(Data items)
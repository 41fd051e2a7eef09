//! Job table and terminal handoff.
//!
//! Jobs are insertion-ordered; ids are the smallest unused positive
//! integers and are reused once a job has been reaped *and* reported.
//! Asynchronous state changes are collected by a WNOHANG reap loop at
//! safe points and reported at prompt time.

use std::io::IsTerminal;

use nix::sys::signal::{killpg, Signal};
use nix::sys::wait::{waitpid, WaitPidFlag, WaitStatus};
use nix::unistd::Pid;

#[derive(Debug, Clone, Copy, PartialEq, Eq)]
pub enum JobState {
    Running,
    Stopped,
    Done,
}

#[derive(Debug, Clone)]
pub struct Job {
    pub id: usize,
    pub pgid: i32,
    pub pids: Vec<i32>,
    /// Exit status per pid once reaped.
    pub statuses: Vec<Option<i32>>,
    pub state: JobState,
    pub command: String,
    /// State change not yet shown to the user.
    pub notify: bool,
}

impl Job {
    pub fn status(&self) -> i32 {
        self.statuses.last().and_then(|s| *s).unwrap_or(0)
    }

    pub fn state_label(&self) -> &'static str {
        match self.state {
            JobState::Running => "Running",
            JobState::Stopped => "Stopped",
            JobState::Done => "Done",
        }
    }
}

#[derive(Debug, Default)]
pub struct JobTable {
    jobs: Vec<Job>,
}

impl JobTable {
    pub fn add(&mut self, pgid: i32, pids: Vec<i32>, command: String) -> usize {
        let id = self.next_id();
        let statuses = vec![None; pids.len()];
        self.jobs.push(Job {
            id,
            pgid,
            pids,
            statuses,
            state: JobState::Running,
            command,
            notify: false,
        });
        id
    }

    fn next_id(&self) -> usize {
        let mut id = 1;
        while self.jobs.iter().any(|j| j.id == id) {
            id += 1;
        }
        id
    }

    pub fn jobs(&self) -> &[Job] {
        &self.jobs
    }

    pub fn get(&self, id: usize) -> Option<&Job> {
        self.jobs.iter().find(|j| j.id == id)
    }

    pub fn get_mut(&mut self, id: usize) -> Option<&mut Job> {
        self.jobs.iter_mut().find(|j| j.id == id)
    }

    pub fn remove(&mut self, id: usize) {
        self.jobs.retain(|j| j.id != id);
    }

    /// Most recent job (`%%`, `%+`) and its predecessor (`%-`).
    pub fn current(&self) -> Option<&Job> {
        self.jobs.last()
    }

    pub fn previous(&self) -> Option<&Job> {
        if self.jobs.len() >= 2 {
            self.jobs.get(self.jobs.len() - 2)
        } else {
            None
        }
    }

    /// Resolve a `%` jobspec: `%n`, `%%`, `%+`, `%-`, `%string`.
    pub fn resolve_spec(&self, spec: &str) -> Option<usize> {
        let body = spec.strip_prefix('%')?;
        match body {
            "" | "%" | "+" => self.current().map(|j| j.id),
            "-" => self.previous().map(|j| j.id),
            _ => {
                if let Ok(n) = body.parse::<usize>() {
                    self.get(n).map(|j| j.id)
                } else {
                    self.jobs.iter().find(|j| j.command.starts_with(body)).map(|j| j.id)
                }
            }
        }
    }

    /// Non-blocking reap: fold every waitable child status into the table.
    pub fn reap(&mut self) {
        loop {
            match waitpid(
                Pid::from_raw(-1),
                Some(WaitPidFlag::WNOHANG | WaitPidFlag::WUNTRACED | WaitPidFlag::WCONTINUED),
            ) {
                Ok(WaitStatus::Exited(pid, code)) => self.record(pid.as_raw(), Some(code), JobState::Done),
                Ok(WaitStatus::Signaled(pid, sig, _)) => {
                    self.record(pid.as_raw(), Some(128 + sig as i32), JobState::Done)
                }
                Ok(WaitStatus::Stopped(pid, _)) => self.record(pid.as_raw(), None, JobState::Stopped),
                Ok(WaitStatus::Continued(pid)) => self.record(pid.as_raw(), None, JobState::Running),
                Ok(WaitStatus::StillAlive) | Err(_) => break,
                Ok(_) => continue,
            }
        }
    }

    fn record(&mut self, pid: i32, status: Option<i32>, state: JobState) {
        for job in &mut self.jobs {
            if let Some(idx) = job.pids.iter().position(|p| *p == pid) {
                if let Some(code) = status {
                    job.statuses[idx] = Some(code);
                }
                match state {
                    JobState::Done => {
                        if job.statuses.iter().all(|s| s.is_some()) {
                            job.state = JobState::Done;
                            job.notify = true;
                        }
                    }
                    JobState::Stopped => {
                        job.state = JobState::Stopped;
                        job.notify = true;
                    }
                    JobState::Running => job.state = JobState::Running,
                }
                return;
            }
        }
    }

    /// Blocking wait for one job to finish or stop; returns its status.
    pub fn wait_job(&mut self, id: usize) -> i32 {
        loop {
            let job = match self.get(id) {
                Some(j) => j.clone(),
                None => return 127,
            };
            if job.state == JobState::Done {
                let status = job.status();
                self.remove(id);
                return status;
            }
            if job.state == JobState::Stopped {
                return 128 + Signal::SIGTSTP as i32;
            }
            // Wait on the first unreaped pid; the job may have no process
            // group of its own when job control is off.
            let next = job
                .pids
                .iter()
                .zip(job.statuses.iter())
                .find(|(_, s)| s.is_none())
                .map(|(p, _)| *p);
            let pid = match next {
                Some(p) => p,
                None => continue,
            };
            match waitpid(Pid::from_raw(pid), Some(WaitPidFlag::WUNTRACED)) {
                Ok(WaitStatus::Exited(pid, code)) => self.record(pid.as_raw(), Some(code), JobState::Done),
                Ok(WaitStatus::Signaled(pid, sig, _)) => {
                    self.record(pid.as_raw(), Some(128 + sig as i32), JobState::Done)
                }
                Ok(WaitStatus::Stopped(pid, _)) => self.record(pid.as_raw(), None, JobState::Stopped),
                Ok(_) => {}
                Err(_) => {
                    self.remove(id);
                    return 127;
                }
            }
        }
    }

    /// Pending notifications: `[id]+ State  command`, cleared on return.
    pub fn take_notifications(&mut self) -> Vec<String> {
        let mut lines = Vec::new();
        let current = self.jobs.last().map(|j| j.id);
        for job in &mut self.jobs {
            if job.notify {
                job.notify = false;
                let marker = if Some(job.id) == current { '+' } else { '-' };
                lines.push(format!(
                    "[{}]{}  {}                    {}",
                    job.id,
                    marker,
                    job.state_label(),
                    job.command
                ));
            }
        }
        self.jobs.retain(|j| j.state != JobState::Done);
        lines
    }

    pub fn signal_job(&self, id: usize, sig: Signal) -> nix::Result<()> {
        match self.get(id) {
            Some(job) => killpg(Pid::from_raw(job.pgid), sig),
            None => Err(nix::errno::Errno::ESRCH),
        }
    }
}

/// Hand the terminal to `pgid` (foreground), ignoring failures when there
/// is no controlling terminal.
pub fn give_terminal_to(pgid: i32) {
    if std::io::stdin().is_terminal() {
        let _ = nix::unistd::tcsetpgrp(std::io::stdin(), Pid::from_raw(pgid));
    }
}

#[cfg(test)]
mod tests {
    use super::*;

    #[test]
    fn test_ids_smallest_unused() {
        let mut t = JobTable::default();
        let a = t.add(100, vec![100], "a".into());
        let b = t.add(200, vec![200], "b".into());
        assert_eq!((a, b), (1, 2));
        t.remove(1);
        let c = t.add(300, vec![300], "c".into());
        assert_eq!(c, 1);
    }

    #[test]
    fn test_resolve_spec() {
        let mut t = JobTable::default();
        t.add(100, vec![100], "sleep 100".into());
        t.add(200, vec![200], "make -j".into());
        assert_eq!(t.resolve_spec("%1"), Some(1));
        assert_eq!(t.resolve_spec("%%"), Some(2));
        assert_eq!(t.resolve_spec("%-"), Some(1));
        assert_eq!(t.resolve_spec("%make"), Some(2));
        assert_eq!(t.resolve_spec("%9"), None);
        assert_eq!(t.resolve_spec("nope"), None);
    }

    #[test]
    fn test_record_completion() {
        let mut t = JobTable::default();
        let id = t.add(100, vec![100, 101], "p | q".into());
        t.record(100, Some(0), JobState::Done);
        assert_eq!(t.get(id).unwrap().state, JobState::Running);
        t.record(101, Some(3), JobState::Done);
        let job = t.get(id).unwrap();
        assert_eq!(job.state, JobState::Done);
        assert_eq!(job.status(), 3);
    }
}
--
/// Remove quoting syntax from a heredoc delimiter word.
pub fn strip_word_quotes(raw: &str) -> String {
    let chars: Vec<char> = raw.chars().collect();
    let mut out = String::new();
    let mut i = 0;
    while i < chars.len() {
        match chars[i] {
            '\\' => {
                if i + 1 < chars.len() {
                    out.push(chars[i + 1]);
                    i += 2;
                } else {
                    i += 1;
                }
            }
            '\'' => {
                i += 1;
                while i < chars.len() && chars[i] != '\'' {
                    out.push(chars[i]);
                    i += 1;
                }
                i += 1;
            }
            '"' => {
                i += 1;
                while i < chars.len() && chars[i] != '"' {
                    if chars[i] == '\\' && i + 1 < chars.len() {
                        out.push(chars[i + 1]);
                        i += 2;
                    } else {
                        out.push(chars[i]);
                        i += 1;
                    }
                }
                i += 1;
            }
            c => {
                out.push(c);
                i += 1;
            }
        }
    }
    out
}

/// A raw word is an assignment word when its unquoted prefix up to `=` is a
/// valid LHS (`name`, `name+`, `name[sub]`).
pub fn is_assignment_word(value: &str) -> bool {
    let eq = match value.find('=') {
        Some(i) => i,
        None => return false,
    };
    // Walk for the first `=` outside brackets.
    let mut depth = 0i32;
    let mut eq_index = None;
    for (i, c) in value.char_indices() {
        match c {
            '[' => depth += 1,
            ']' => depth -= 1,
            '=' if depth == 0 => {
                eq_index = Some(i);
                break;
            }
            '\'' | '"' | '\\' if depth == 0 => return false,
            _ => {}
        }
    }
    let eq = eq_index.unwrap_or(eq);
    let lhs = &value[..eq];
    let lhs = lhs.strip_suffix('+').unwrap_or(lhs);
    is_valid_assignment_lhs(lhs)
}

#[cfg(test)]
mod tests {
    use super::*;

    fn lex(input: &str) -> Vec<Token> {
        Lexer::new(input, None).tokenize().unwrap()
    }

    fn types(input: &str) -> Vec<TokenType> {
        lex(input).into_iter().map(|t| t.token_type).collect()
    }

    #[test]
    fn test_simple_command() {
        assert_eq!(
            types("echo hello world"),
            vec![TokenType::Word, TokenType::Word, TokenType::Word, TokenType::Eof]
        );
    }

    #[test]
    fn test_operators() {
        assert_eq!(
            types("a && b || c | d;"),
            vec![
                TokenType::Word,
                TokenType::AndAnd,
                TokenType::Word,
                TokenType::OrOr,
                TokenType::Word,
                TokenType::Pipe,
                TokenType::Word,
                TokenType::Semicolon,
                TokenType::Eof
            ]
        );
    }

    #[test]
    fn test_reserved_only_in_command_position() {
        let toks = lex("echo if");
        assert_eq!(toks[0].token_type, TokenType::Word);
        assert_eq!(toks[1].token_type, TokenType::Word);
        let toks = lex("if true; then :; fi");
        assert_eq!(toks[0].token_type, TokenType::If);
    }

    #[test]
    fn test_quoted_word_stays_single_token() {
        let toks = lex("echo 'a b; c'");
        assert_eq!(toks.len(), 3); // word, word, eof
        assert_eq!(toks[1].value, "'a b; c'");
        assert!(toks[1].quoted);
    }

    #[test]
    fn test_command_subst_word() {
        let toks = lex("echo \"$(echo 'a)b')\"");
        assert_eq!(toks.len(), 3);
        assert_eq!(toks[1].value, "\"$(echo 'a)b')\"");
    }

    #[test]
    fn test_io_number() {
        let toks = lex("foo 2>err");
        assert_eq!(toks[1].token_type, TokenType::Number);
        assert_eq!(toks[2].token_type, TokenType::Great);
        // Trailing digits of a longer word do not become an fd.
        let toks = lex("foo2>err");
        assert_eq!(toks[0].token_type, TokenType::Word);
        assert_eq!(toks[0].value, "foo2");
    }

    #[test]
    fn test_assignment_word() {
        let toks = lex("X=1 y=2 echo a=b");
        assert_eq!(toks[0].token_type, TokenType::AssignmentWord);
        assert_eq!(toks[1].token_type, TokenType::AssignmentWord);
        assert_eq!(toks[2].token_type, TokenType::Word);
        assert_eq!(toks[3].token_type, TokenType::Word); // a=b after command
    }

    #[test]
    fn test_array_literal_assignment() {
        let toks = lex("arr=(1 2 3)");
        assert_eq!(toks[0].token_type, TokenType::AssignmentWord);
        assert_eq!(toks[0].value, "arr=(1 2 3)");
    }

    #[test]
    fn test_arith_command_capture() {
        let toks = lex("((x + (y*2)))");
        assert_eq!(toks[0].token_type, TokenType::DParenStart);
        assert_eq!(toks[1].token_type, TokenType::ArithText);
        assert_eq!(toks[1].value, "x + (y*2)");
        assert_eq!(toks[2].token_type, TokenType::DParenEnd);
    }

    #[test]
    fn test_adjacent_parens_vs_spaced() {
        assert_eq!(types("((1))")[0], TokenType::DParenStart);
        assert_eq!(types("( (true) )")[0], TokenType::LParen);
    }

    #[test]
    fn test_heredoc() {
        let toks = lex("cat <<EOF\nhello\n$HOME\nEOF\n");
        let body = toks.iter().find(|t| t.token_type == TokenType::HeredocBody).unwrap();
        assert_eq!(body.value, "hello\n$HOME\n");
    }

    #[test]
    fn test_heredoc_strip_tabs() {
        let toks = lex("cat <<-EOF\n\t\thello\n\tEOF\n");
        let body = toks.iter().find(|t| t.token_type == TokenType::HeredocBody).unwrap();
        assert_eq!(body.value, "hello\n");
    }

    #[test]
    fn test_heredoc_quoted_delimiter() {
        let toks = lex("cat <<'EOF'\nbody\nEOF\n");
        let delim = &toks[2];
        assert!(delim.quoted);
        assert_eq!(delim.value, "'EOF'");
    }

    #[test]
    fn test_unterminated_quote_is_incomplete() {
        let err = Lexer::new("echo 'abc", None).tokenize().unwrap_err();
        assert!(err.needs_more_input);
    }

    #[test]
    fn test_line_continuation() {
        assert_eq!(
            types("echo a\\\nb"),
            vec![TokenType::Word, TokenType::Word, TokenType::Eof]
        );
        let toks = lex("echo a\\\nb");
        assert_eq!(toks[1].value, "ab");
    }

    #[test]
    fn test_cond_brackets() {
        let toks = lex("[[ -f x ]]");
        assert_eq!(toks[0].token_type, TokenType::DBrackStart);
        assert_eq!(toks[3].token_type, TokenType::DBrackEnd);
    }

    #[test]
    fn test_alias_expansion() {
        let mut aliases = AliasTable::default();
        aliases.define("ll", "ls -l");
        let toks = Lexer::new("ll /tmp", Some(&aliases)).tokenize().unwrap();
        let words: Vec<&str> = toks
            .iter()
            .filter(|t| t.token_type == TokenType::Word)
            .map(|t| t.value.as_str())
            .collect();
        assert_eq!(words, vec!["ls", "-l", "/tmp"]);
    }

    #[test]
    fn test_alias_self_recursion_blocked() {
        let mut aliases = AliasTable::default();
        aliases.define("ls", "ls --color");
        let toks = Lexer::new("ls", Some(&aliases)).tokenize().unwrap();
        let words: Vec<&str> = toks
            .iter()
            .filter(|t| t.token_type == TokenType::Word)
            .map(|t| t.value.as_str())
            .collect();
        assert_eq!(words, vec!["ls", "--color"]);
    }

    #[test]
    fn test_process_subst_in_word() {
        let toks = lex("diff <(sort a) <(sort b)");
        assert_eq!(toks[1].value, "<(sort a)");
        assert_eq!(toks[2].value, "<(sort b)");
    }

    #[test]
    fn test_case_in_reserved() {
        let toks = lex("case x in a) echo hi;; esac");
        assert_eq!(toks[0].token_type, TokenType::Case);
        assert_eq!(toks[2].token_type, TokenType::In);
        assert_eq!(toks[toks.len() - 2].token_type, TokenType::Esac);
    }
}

**WHAT THIS TASK INVOLVES:**
All that is needed is the exact run of lines above from the line containing "repository 41fd051e2a7eef09" through the line containing "pub fn remove(&mut", both of them included.

**OUTPUT OF THE TASK:**
repository 41fd051e2a7eef09
//! Job table and terminal handoff.
//!
//! Jobs are insertion-ordered; ids are the smallest unused positive
//! integers and are reused once a job has been reaped *and* reported.
//! Asynchronous state changes are collected by a WNOHANG reap loop at
//! safe points and reported at prompt time.

use std::io::IsTerminal;

use nix::sys::signal::{killpg, Signal};
use nix::sys::wait::{waitpid, WaitPidFlag, WaitStatus};
use nix::unistd::Pid;

#[derive(Debug, Clone, Copy, PartialEq, Eq)]
pub enum JobState {
    Running,
    Stopped,
    Done,
}

#[derive(Debug, Clone)]
pub struct Job {
    pub id: usize,
    pub pgid: i32,
    pub pids: Vec<i32>,
    /// Exit status per pid once reaped.
    pub statuses: Vec<Option<i32>>,
    pub state: JobState,
    pub command: String,
    /// State change not yet shown to the user.
    pub notify: bool,
}

impl Job {
    pub fn status(&self) -> i32 {
        self.statuses.last().and_then(|s| *s).unwrap_or(0)
    }

    pub fn state_label(&self) -> &'static str {
        match self.state {
            JobState::Running => "Running",
            JobState::Stopped => "Stopped",
            JobState::Done => "Done",
        }
    }
}

#[derive(Debug, Default)]
pub struct JobTable {
    jobs: Vec<Job>,
}

impl JobTable {
    pub fn add(&mut self, pgid: i32, pids: Vec<i32>, command: String) -> usize {
        let id = self.next_id();
        let statuses = vec![None; pids.len()];
        self.jobs.push(Job {
            id,
            pgid,
            pids,
            statuses,
            state: JobState::Running,
            command,
            notify: false,
        });
        id
    }

    fn next_id(&self) -> usize {
        let mut id = 1;
        while self.jobs.iter().any(|j| j.id == id) {
            id += 1;
        }
        id
    }

    pub fn jobs(&self) -> &[Job] {
        &self.jobs
    }

    pub fn get(&self, id: usize) -> Option<&Job> {
        self.jobs.iter().find(|j| j.id == id)
    }

    pub fn get_mut(&mut self, id: usize) -> Option<&mut Job> {
        self.jobs.iter_mut().find(|j| j.id == id)
    }

    pub fn remove(&mut self, id: usize) {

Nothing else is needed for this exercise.